═════ Given information ═════
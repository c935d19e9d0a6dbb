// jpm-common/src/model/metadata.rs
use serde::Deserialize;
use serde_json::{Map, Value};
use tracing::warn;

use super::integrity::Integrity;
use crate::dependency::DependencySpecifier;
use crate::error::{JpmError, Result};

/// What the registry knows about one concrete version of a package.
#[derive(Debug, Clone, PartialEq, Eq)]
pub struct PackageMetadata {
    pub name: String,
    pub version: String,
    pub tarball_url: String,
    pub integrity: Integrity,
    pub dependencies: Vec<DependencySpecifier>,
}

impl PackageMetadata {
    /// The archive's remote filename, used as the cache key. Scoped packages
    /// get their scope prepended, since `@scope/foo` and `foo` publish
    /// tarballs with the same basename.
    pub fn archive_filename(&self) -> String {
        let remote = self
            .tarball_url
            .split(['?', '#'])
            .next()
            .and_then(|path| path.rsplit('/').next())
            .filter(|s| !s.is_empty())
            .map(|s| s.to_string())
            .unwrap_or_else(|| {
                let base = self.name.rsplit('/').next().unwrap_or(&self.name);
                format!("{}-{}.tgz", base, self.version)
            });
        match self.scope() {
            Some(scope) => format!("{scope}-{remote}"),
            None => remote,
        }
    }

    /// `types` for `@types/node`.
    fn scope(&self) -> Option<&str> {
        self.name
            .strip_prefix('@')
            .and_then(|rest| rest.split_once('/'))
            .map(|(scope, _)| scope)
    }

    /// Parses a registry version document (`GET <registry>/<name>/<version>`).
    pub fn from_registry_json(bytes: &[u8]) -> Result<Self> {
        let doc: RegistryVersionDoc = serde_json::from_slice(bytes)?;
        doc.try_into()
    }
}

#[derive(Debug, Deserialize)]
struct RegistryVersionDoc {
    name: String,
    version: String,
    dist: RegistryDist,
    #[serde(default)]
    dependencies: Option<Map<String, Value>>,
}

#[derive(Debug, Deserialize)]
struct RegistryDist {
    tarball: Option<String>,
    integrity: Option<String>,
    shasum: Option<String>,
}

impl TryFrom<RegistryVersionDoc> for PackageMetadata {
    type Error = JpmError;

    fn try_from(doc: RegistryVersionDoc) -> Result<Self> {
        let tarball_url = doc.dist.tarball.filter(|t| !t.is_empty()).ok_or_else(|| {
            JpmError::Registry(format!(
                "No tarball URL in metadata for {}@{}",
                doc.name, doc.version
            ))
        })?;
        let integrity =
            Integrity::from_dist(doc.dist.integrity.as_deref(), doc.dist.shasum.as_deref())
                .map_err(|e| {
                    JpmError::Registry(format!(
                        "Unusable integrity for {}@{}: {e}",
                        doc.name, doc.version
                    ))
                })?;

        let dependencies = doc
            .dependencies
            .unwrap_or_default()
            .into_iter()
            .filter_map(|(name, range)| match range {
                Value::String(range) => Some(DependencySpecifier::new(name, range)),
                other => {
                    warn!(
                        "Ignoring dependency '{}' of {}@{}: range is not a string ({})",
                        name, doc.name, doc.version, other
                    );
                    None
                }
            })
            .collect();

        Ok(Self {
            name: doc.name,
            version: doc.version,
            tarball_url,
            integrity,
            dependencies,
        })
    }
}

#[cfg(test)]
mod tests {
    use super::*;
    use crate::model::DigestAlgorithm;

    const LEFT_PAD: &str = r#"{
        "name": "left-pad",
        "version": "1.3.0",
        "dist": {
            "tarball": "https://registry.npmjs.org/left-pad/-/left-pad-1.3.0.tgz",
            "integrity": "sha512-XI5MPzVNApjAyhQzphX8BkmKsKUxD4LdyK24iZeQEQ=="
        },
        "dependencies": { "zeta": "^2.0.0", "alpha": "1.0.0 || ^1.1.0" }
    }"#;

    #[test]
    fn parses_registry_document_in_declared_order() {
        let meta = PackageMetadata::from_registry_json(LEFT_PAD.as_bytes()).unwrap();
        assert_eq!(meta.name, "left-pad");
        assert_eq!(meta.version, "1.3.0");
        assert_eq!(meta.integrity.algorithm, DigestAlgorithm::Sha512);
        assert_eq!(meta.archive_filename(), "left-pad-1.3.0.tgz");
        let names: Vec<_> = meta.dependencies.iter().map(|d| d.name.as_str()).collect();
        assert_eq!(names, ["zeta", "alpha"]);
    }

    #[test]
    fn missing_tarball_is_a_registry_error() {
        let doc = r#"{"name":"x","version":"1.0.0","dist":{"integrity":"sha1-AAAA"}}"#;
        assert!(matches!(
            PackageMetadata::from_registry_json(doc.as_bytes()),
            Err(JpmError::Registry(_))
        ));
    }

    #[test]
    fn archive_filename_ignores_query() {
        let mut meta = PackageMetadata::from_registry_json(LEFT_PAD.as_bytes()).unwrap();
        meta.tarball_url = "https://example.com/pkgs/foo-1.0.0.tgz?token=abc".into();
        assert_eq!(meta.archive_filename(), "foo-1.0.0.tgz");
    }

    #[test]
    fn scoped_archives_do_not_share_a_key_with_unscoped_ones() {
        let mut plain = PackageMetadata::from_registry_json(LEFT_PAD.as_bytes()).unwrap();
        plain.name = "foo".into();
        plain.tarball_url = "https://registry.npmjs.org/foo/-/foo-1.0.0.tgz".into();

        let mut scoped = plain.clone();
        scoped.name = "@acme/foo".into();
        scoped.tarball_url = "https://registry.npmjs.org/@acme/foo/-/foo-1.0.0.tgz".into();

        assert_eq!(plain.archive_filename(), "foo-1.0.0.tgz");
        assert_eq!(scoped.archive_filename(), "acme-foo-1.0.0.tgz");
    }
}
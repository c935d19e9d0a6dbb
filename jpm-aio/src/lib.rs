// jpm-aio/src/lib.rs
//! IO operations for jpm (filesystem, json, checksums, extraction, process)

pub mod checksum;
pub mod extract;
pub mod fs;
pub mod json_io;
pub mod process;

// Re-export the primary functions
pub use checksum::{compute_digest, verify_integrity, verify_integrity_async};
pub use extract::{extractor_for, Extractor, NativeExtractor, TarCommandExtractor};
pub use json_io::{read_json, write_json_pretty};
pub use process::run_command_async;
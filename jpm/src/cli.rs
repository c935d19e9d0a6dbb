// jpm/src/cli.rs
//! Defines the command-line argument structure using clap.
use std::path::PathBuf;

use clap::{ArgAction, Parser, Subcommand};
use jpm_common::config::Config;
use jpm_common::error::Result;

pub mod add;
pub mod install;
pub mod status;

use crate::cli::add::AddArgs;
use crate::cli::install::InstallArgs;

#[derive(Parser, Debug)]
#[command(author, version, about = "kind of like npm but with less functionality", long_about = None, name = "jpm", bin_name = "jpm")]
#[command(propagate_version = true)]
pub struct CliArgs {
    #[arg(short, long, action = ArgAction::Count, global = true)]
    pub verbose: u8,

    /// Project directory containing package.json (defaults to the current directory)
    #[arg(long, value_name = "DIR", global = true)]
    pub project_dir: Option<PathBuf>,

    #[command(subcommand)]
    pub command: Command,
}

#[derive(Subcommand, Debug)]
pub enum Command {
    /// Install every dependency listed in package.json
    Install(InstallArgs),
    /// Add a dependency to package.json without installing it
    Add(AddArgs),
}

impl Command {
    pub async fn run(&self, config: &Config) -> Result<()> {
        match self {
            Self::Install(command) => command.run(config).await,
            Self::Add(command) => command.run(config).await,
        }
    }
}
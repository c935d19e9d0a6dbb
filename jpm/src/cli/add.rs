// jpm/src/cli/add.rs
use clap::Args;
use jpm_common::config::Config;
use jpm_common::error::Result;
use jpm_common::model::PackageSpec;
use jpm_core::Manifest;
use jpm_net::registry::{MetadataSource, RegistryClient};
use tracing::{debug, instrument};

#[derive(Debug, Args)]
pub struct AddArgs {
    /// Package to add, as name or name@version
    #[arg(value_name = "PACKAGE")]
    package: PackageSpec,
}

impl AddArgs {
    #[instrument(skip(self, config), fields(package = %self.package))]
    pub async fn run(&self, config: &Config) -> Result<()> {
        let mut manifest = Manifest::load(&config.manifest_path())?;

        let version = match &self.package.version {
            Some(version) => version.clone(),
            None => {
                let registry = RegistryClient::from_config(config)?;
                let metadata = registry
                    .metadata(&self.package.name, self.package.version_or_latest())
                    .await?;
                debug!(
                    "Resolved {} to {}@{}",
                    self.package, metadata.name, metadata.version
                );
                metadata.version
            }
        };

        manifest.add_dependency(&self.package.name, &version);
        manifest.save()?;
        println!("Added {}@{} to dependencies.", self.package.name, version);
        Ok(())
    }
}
═════
• Aim of the exercise:
Repeat exactly the lines above, starting with the line that contains "name or name@version" and ending with the last line, both included, and nothing else.

• Exercise result:
    /// Package to add, as name or name@version
    #[arg(value_name = "PACKAGE")]
    package: PackageSpec,
}

impl AddArgs {
    #[instrument(skip(self, config), fields(package = %self.package))]
    pub async fn run(&self, config: &Config) -> Result<()> {
        let mut manifest = Manifest::load(&config.manifest_path())?;

        let version = match &self.package.version {
            Some(version) => version.clone(),
            None => {
                let registry = RegistryClient::from_config(config)?;
                let metadata = registry
                    .metadata(&self.package.name, self.package.version_or_latest())
                    .await?;
                debug!(
                    "Resolved {} to {}@{}",
                    self.package, metadata.name, metadata.version
                );
                metadata.version
            }
        };

        manifest.add_dependency(&self.package.name, &version);
        manifest.save()?;
        println!("Added {}@{} to dependencies.", self.package.name, version);
        Ok(())
    }
}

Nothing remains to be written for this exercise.